During the course of our discussion about privacy, D began musing about my reference to the practicalities of marriage. She even suggested that one of the awful parts about my marriage to Wife was precisely that Wife had "tyrannized" over me with all the practical, administrative headaches of day-to-day, thus killing off any romance. D tried to argue, on the contrary, that daily practicalities shouldn't contradict the more romantic side of any relationship, arguing that there is nothing incongruous about a mistress ironing a shirt or planning a dinner party. Well, that hadn't been the point I was making, and I think the true story of my marriage is more complex than that. But I also thought that this wasn't the perspective I was trying to communicate. So I wrote back to D as follows:
When I think about the differences between an affair and marriage, interestingly enough, the practical side of marriage isn't the first thing that springs to mind. Or to put it another way, I think there is nothing incongruous with an affair about your skill at ironing a shirt or putting together a dinner party. No, where I see the biggest difference is in the contrast of one-ness and two-ness, so to speak. To put this another way, in a marriage you are (generally) creating not just a life (as a man or woman) but a household; and that household itself will have its own way of life. So in one way or another, the two of you need to settle on that: either by compromise, or by one giving into the other, or something. (Sometimes the accommodations can be a little nuts: I remember one coworker telling me in all seriousness, "Well I'm a cat-person and my wife is a dog-person, so we settled on birds.") This drive towards one-ness affects a lot of things: what surroundings you choose, how you spend your money, and so on. And while there can be allowances made where each spouse can retreat into "his" or "her" private space from time to time, still the dominant personality is the corporate person of the marriage or the household itself, as a unit. As a one-ness.
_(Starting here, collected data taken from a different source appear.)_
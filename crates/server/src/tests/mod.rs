// Copyright (C) 2026 Fred Clausen
// Use of this source code is governed by an MIT-style
// license that can be found in the LICENSE file or at
// https://opensource.org/licenses/MIT.

#![allow(clippy::expect_used, clippy::unwrap_used)]


use axum::{
    Router,
    body::Body,
    http::{Request, StatusCode},
};
use contest_vote::NoopMediaStore;
use contest_vote_persistence::Persistence;
use serde_json::{Value, json};
use std::sync::Arc;
use tower::ServiceExt;

use crate::AppState;
use crate::routes::build_router;

pub const VALID_ABOUT: &str =
    "Loves long walks, loud music and winning every single contest entered so far.";

/// Helper to create a router over an in-memory persistence.
pub fn create_test_app() -> Router {
    let persistence: Persistence =
        Persistence::new_in_memory().expect("Failed to create in-memory persistence");
    build_router(AppState::new(persistence, Arc::new(NoopMediaStore)))
}

/// Sends one request and returns the status with the decoded JSON body.
/// An empty body decodes to `Value::Null`.
pub async fn send(app: &Router, method: &str, uri: &str, body: Option<Value>) -> (StatusCode, Value) {
    let mut builder = Request::builder().method(method).uri(uri);
    let body: Body = match body {
        Some(value) => {
            builder = builder.header("content-type", "application/json");
            Body::from(serde_json::to_string(&value).unwrap())
        }
        None => Body::empty(),
    };

    let response = app
        .clone()
        .oneshot(builder.body(body).unwrap())
        .await
        .unwrap();
    let status: StatusCode = response.status();
    let bytes = axum::body::to_bytes(response.into_body(), usize::MAX)
        .await
        .unwrap();
    let value: Value = if bytes.is_empty() {
        Value::Null
    } else {
        serde_json::from_slice(&bytes).unwrap()
    };
    (status, value)
}

pub async fn create_test_contest(app: &Router) -> i64 {
    let (status, body) = send(
        app,
        "POST",
        "/contests",
        Some(json!({
            "name": "Summer Search",
            "startDate": "2026-03-01",
            "endDate": "2026-03-31T23:59:00Z",
        })),
    )
    .await;
    assert_eq!(status, StatusCode::CREATED);
    body["id"].as_i64().unwrap()
}

pub async fn create_test_participant(app: &Router, contest_id: i64, email: &str) -> String {
    let (status, body) = send(
        app,
        "POST",
        &format!("/contests/{contest_id}/participants"),
        Some(json!({
            "fullName": "Ada Obi",
            "email": email,
            "about": VALID_ABOUT,
        })),
    )
    .await;
    assert_eq!(status, StatusCode::CREATED);
    body["codeName"].as_str().unwrap().to_string()
}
I'm not saying this at all well, or at all articulately, but that is where I think I see the biggest difference. In an affair, the two retain their two-ness. You and I share many things in common: we both love books, we both (for now) live with cats, we both ... [fill in the blank]. But as long as what we share is an affair and not a marriage, we can share the commonalities without having to adjust the differences. Oh in some ways we will -- in truth, perhaps even in the deepest ways. If I hold one opinion and you hold the opposite, I have to stop and walk around my opinion, to rethink it. In the end I may decide I was wrong, and I would never have rethought it without the question or challenge raised by your disagreement. But where a difference proves to be a pure difference, it doesn't have to be ironed flat to be made the same. Again, I'm not saying this right: I know that in reality there is no mandatory compulsion in marriage to make all differences the same. Of course not. But the common identity of the couple or the household -- seen almost as a third person in some weird way -- does have a magnetism or pressure to it that I think does not manifest the same way in an affair.
Now that I think about it (and I didn't realize it this way before tonight), that may be related to what is special about discussing money. Your mileage may vary, of course. But I think that, for me at least, having to come to a common agreement about how to allocate our mutual money fairly between us (to pay for a visit, for example) feels eerily close to the situation where it is no longer your money or my money but the relationship's money. And that, in turn feels very close to setting up a one-ness, not a two-ness. Since I have not been well-served in the past by handing over my money to such a one-ness -- not your fault, not anything to do with you, but my experience all the same -- I think I have gotten unreasonably skittish on that score. But it may be a while before I unlearn that behavior.
D's answer was long and lyrical -- I had some trouble just now figuring out how to edit it -- but I think she kind of missed the point I was trying to make.
I'm not sure quite what to make of your one-ness v. two-ness discussion, but I find it fascinating. It seems as though the cruelest injury inflicted on marriage is administration, if I can use that word to characterize what you mean by setting up a household. I'm not sure how to respond to the stifling way you present marriage; I suppose rejection is the only option. It sounds... well, so young. I don't mean that your concerns are immature, but they seem awkward in middle-age. Perhaps a young wife can present herself as a helpmate, promising to build a castle of comfort and love for her spouse and to be all things to him, wife, mother and sisters, but no mature woman would dare to be so presumptuous. Such a woman has no idea how to be loved, and there is no imagination or creativity in the one-ness you describe.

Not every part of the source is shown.